- TASK DETAILS: Filter the entries for lines with the word "Option".

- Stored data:
************

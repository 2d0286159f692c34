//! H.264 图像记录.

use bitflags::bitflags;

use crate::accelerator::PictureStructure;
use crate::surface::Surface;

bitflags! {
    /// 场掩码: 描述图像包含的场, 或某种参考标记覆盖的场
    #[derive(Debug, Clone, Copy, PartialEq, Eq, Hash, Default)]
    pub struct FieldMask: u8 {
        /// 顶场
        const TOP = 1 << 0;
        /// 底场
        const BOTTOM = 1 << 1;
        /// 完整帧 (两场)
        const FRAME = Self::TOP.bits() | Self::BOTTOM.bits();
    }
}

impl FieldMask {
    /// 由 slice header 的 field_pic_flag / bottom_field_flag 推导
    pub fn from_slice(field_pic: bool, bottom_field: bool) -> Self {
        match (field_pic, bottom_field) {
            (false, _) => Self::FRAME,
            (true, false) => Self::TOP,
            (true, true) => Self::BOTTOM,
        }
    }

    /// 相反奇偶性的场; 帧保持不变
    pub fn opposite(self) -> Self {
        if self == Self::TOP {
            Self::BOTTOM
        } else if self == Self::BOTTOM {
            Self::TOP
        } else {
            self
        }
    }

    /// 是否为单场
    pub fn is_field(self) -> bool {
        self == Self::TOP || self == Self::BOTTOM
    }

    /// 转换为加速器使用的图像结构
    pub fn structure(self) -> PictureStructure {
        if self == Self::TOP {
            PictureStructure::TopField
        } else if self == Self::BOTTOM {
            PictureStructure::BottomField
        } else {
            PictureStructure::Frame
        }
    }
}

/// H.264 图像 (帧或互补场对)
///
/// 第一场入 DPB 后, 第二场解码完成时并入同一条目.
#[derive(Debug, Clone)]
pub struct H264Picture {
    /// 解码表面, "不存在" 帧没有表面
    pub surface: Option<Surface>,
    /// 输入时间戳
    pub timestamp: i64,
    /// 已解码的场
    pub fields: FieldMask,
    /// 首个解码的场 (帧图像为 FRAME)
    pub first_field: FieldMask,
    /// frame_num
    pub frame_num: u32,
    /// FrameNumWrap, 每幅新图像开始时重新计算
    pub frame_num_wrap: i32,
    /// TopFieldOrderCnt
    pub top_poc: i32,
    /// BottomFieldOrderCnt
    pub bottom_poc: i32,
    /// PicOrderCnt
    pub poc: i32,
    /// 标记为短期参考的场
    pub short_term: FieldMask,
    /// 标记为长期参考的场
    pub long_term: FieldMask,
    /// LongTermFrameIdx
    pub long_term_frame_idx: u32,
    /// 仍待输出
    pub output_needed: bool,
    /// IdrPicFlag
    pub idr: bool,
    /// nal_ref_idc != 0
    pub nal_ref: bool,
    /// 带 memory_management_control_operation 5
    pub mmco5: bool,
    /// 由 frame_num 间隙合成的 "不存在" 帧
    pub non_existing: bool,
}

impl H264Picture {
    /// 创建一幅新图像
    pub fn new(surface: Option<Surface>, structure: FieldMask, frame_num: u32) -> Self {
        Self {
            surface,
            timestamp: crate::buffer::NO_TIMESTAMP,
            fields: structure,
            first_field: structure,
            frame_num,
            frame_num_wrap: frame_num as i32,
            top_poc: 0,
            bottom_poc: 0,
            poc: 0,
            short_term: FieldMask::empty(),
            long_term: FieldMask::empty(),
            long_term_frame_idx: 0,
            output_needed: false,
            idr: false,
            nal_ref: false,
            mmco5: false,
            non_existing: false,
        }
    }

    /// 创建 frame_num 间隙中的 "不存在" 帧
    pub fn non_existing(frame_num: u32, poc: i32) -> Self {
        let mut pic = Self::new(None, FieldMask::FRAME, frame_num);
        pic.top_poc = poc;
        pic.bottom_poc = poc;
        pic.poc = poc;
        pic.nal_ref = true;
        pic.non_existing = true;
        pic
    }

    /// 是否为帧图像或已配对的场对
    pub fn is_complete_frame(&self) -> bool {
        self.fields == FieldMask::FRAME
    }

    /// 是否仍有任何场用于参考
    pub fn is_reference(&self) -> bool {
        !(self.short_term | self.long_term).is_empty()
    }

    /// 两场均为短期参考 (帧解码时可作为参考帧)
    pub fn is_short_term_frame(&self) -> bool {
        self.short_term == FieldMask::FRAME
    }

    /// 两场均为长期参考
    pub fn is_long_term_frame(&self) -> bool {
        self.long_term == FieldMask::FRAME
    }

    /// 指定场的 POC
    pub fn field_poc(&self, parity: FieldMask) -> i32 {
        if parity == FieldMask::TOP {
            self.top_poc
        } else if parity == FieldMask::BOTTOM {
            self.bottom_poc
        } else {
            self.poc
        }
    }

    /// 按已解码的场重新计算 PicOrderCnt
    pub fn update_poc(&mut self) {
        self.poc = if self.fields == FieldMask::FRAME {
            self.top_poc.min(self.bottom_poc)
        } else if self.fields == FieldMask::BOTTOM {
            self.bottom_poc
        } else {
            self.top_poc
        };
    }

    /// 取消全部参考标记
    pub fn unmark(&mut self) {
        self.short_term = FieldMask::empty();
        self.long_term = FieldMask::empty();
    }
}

************

- TASK RESPONSE:
    pub surface: Option<Surface>,
    pub fn new(surface: Option<Surface>, structure: FieldMask, frame_num: u32) -> Self {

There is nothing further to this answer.